Tani's involvement with cinema was, up to the mid-1950s, limited entirely to that of portraying stereotyped orientals in French films. With the end of the US occupation of Japan in 1952, however, postwar Japanese cinema itself burst upon the French scene, culminating in the years 1955 and 1956 when a total of six Japanese films, including Akira Kurosawa's Ikimono no Kiroku (I Live in Fear 生きものの記録), were entered at Cannes. It was at Cannes that Tani first made contact with Kurosawa, and the director Hisamatsu Seiji, contacts which led to a trip to Japan in 1956 by Tani and Lesaffre and their joint appearance in the Toho production Hadashi no seishun (裸足の青春 fr.

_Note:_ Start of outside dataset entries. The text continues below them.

use std::cell::Cell;
use std::rc::Rc;

use crate::model::command::Command;

pub const DEFAULT_UNDO_LIMIT: usize = 500;

/// What the log is doing right now. Recording only happens when `Idle`.
#[derive(Debug, Clone, Copy, PartialEq, Eq, Default)]
pub enum ReplayMode {
    #[default]
    Idle,
    Undoing,
    Redoing,
}

/// Holds a replay mode for its lifetime and puts the previous mode back
/// on drop, including on early return or unwinding.
#[must_use = "the replay mode resets as soon as the guard is dropped"]
pub struct ReplayGuard {
    mode: Rc<Cell<ReplayMode>>,
    previous: ReplayMode,
}

impl Drop for ReplayGuard {
    fn drop(&mut self) {
        self.mode.set(self.previous);
    }
}

/// The undo/redo log
#[derive(Debug)]
pub struct CommandLog {
    undo: Vec<Command>,
    redo: Vec<Command>,
    limit: usize,
    mode: Rc<Cell<ReplayMode>>,
}

impl Default for CommandLog {
    fn default() -> Self {
        Self::new(DEFAULT_UNDO_LIMIT)
    }
}

impl CommandLog {
    pub fn new(limit: usize) -> Self {
        CommandLog {
            undo: Vec::new(),
            redo: Vec::new(),
            limit: limit.max(1),
            mode: Rc::new(Cell::new(ReplayMode::Idle)),
        }
    }

    /// Rebuild a log from persisted stacks (oldest first in both)
    pub fn from_parts(undo: Vec<Command>, redo: Vec<Command>, limit: usize) -> Self {
        let mut log = CommandLog::new(limit);
        log.undo = undo;
        log.redo = redo;
        log.trim();
        log
    }

    pub fn mode(&self) -> ReplayMode {
        self.mode.get()
    }

    pub fn is_replaying(&self) -> bool {
        self.mode() != ReplayMode::Idle
    }

    /// Enter `mode` until the returned guard is dropped
    pub fn enter(&self, mode: ReplayMode) -> ReplayGuard {
        let previous = self.mode.replace(mode);
        ReplayGuard {
            mode: Rc::clone(&self.mode),
            previous,
        }
    }

    /// Append a command and drop the redo branch.
    /// Ignored while an undo or redo is being replayed.
    pub fn record(&mut self, command: Command) -> bool {
        if self.is_replaying() {
            tracing::debug!(kind = %command.kind(), mode = ?self.mode(), "recording suppressed");
            return false;
        }
        tracing::debug!(kind = %command.kind(), description = %command.description, "recorded command");
        self.undo.push(command);
        self.trim();
        self.redo.clear();
        true
    }

    fn trim(&mut self) {
        if self.undo.len() > self.limit {
            self.undo.drain(..self.undo.len() - self.limit);
        }
    }

    /// Take the command to undo
    pub(crate) fn pop_undo(&mut self) -> Option<Command> {
        self.undo.pop()
    }

    /// Take the command to redo
    pub(crate) fn pop_redo(&mut self) -> Option<Command> {
        self.redo.pop()
    }

    /// File an undone command so it can be redone
    pub(crate) fn push_redo(&mut self, command: Command) {
        self.redo.push(command);
    }

    /// File a redone command so it can be undone again (keeps the redo branch)
    pub(crate) fn push_undo(&mut self, command: Command) {
        self.undo.push(command);
        self.trim();
    }

    pub fn can_undo(&self) -> bool {
        !self.undo.is_empty()
    }

    pub fn can_redo(&self) -> bool {
        !self.redo.is_empty()
    }

    pub fn undo_description(&self) -> Option<&str> {
        self.undo.last().map(|c| c.description.as_str())
    }

    pub fn redo_description(&self) -> Option<&str> {
        self.redo.last().map(|c| c.description.as_str())
    }

    pub fn peek_last_undo(&self) -> Option<&Command> {
        self.undo.last()
    }

    pub fn peek_last_redo(&self) -> Option<&Command> {
        self.redo.last()
    }

    /// Recorded commands, oldest first
    pub fn undo_stack(&self) -> &[Command] {
        &self.undo
    }

    /// Undone commands, most recently undone last
    pub fn redo_stack(&self) -> &[Command] {
        &self.redo
    }

    pub fn limit(&self) -> usize {
        self.limit
    }

    pub fn clear(&mut self) {
        self.undo.clear();
        self.redo.clear();
    }

    pub fn is_empty(&self) -> bool {
        self.undo.is_empty() && self.redo.is_empty()
    }
}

La jeunesse aux pieds nus), a film about the difficult lives of Catholics in the remote islands off Kyushu, in southern Japan. Tani played the part of a 'fallen woman' who has returned to the islands from Tokyo (where she had run off to become a stripper), and Lesaffre that of the local bishop. It was originally intended that the film be directed by Kurosawa himself, but in the end, it fell to his Toho stable-mate Taniguchi Senkichi. Tani and Lesaffre's ambition was to bring the film back to France and release it in the French market, an aim which was, however, never achieved.

During the same trip, and also for Toho, Tani took a minor role in Hisamatsu's Joshū to tomo ni (女囚と共に), a variant on the "women in prison" theme, in which she played a westernised Japanese Catholic named Marie. This film was notable only in that it starred two veritable legends of the Japanese cinema: Hara Setsuko and Tanaka Kinuyo.

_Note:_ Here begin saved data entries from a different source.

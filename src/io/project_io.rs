use std::fs;
use std::io::{self, Write};
use std::path::{Path, PathBuf};

use serde::{Deserialize, Serialize};
use tempfile::NamedTempFile;

use crate::io::config_io;
use crate::model::command::Command;
use crate::model::config::EditorConfig;
use crate::model::dependency::Dependency;
use crate::model::task::Task;
use crate::store::{CommandLog, DependencyLinks, DirtyFlag, TaskStore};

pub const PROJECT_FILE: &str = "gantt.json";
pub const HISTORY_FILE: &str = ".gantt-history.json";

/// Error type for project I/O operations
#[derive(Debug, thiserror::Error)]
pub enum ProjectError {
    #[error("not a gantt project: no gantt.json found")]
    NotAProject,
    #[error("a project already exists in {0} (use --force to reinitialize)")]
    AlreadyExists(PathBuf),
    #[error("could not read {path}: {source}")]
    ReadError {
        path: PathBuf,
        source: std::io::Error,
    },
    #[error("could not parse {path}: {source}")]
    JsonParseError {
        path: PathBuf,
        source: serde_json::Error,
    },
    #[error("could not serialize project data: {0}")]
    JsonSerializeError(#[from] serde_json::Error),
    #[error("could not parse gantt.toml: {0}")]
    ConfigParseError(#[from] toml::de::Error),
    #[error("io error: {0}")]
    IoError(#[from] std::io::Error),
}

/// On-disk shape of gantt.json
#[derive(Debug, Clone, Default, PartialEq, Serialize, Deserialize)]
pub struct ProjectFile {
    #[serde(default)]
    pub tasks: Vec<Task>,
    #[serde(default)]
    pub dependencies: Vec<Dependency>,
}

/// On-disk shape of .gantt-history.json (both stacks oldest first)
#[derive(Debug, Clone, Default, PartialEq, Serialize, Deserialize)]
pub struct HistoryFile {
    #[serde(default)]
    pub undo: Vec<Command>,
    #[serde(default)]
    pub redo: Vec<Command>,
}

/// Everything loaded from a project directory
#[derive(Debug)]
pub struct Project {
    pub root: PathBuf,
    pub config: EditorConfig,
    pub data: ProjectFile,
    pub history: HistoryFile,
}

impl Project {
    /// Hand the loaded tasks, links and undo history to a task store
    pub fn into_store(self) -> TaskStore {
        let limit = self.config.editor.undo_limit;
        let mut store = TaskStore::with_collaborators(
            DependencyLinks::new(self.data.dependencies),
            DirtyFlag::default(),
            self.config,
        );
        store.set_tasks(self.data.tasks);
        store.set_history(CommandLog::from_parts(
            self.history.undo,
            self.history.redo,
            limit,
        ));
        store
    }
}

/// Discover the project by walking up from the given directory, looking
/// for a `gantt.json` file.
pub fn discover_project(start: &Path) -> Result<PathBuf, ProjectError> {
    let mut current = start.to_path_buf();
    loop {
        if current.join(PROJECT_FILE).is_file() {
            return Ok(current);
        }
        if !current.pop() {
            return Err(ProjectError::NotAProject);
        }
    }
}

/// Create an empty project (gantt.json + commented gantt.toml) in `root`.
/// With `force`, an existing project is emptied and its history dropped.
pub fn init_project(root: &Path, force: bool) -> Result<(), ProjectError> {
    let project_path = root.join(PROJECT_FILE);
    if project_path.exists() && !force {
        return Err(ProjectError::AlreadyExists(root.to_path_buf()));
    }
    fs::create_dir_all(root)?;
    write_json(&project_path, &ProjectFile::default())?;
    let history_path = root.join(HISTORY_FILE);
    if history_path.exists() {
        fs::remove_file(&history_path)?;
    }
    if !root.join(config_io::CONFIG_FILE).exists() {
        config_io::write_config_template(root)?;
    }
    tracing::debug!(root = %root.display(), "initialized project");
    Ok(())
}

/// Load a project from the given root directory.
pub fn load_project(root: &Path) -> Result<Project, ProjectError> {
    let project_path = root.join(PROJECT_FILE);
    if !project_path.is_file() {
        return Err(ProjectError::NotAProject);
    }
    let data: ProjectFile = read_json(&project_path)?;
    let config = config_io::read_config(root)?;
    let history = load_history(root);
    tracing::debug!(
        tasks = data.tasks.len(),
        dependencies = data.dependencies.len(),
        undo = history.undo.len(),
        "loaded project"
    );
    Ok(Project {
        root: root.to_path_buf(),
        config,
        data,
        history,
    })
}

/// Read the undo history. A missing or unreadable file starts a fresh
/// history rather than blocking the project.
pub fn load_history(root: &Path) -> HistoryFile {
    let path = root.join(HISTORY_FILE);
    if !path.exists() {
        return HistoryFile::default();
    }
    match read_json(&path) {
        Ok(history) => history,
        Err(e) => {
            tracing::warn!(error = %e, "discarding unreadable undo history");
            HistoryFile::default()
        }
    }
}

/// Write the store's tasks, links and history back to `root`.
pub fn save_store(root: &Path, store: &TaskStore) -> Result<(), ProjectError> {
    let data = ProjectFile {
        tasks: store.tasks().values().cloned().collect(),
        dependencies: store.dependencies().links().to_vec(),
    };
    write_json(&root.join(PROJECT_FILE), &data)?;
    save_history(root, store.history())?;
    Ok(())
}

pub fn save_history(root: &Path, log: &CommandLog) -> Result<(), ProjectError> {
    let history = HistoryFile {
        undo: log.undo_stack().to_vec(),
        redo: log.redo_stack().to_vec(),
    };
    write_json(&root.join(HISTORY_FILE), &history)
}

fn read_json<T: serde::de::DeserializeOwned>(path: &Path) -> Result<T, ProjectError> {
    let text = fs::read_to_string(path).map_err(|e| ProjectError::ReadError {
        path: path.to_path_buf(),
        source: e,
    })?;
    serde_json::from_str(&text).map_err(|e| ProjectError::JsonParseError {
        path: path.to_path_buf(),
        source: e,
    })
}

fn write_json<T: Serialize>(path: &Path, value: &T) -> Result<(), ProjectError> {
    let mut text = serde_json::to_string_pretty(value)?;
    text.push('\n');
    atomic_write(path, text.as_bytes())?;
    Ok(())
}

/// Write via a temp file in the same directory, then rename over `path`.
pub fn atomic_write(path: &Path, content: &[u8]) -> io::Result<()> {
    let dir = path.parent().unwrap_or(Path::new("."));
    let mut tmp = NamedTempFile::new_in(dir)?;
    tmp.write_all(content)?;
    tmp.flush()?;
    tmp.persist(path).map_err(|e| e.error)?;
    Ok(())
}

===International period (1957–1962)===
Early in 1957, Tani appeared in a small role in her first English-language film: the MGM production of Graham Greene's The Quiet American, a political drama set in French Indochina. Despite being an American production, the film was shot entirely in Rome (with location scenes of Saigon added), with Tani cast as a francophone Vietnamese nightclub hostess.

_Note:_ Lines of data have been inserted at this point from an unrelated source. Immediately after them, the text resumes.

use std::fs;
use std::path::Path;

use crate::io::project_io::{ProjectError, atomic_write};
use crate::model::config::EditorConfig;

pub const CONFIG_FILE: &str = "gantt.toml";

/// Written by `gl init`. Every key is commented out so the defaults apply
/// until the user edits it.
const CONFIG_TEMPLATE: &str = r##"# ganttline settings. Uncomment and edit to override defaults.

[editor]
# default_duration_days = 7
# undo_limit = 500
# new_task_name = "New Task"
# new_group_name = "New Group"

[colors]
# task = "#4a90d9"
# summary = "#5c6370"
# milestone = "#e5a50a"
"##;

/// Read gantt.toml from the project root. A missing file means defaults.
pub fn read_config(root: &Path) -> Result<EditorConfig, ProjectError> {
    let path = root.join(CONFIG_FILE);
    if !path.exists() {
        return Ok(EditorConfig::default());
    }
    let text = fs::read_to_string(&path).map_err(|e| ProjectError::ReadError {
        path: path.clone(),
        source: e,
    })?;
    let config: EditorConfig = toml::from_str(&text)?;
    Ok(config)
}

/// Write the commented default gantt.toml
pub fn write_config_template(root: &Path) -> Result<(), ProjectError> {
    atomic_write(&root.join(CONFIG_FILE), CONFIG_TEMPLATE.as_bytes())?;
    Ok(())
}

But Tani's real "break" in English-language cinema came with the 1958 production The Wind Cannot Read. This film, a war-time love story, had originally been a project of the British producer Alexander Korda, and was to have been directed by David Lean, who in 1955 travelled to Japan with author Richard Mason and cast Japanese actress Keiko Kishi as the female lead. Locations were scouted in India, and Ms Kishi (then 22 years old) was brought to England to learn sufficient English for the part. At a very advanced stage, the project fell apart, and a few months later Korda died. The pieces were eventually picked up by the Rank Organisation, and it was decided to produce the film using the script and locations already set out by Lean, with one of Rank's big stars, Dirk Bogarde, in the male lead, Ralph Thomas to direct, and Tani, who was found in Paris, to play the leading female role. The film was a commercial success and one of the top British films of that year, and led to further roles in other British co-productions: as the Inuit Asiak in the Anglo-French-Italian The Savage Innocents (Les Dents du diable) (1959 – nominated for the Palme d'Or at Cannes in 1960), and as the ingénue Seraphina in Piccadilly Third Stop (1960).

Aside from The Quiet American, her only other "Hollywood" roles were in My Geisha (1962, shot on location in Japan) and the Dean Martin comedy Who's Been Sleeping in My Bed? (1963, Paramount Studios Los Angeles).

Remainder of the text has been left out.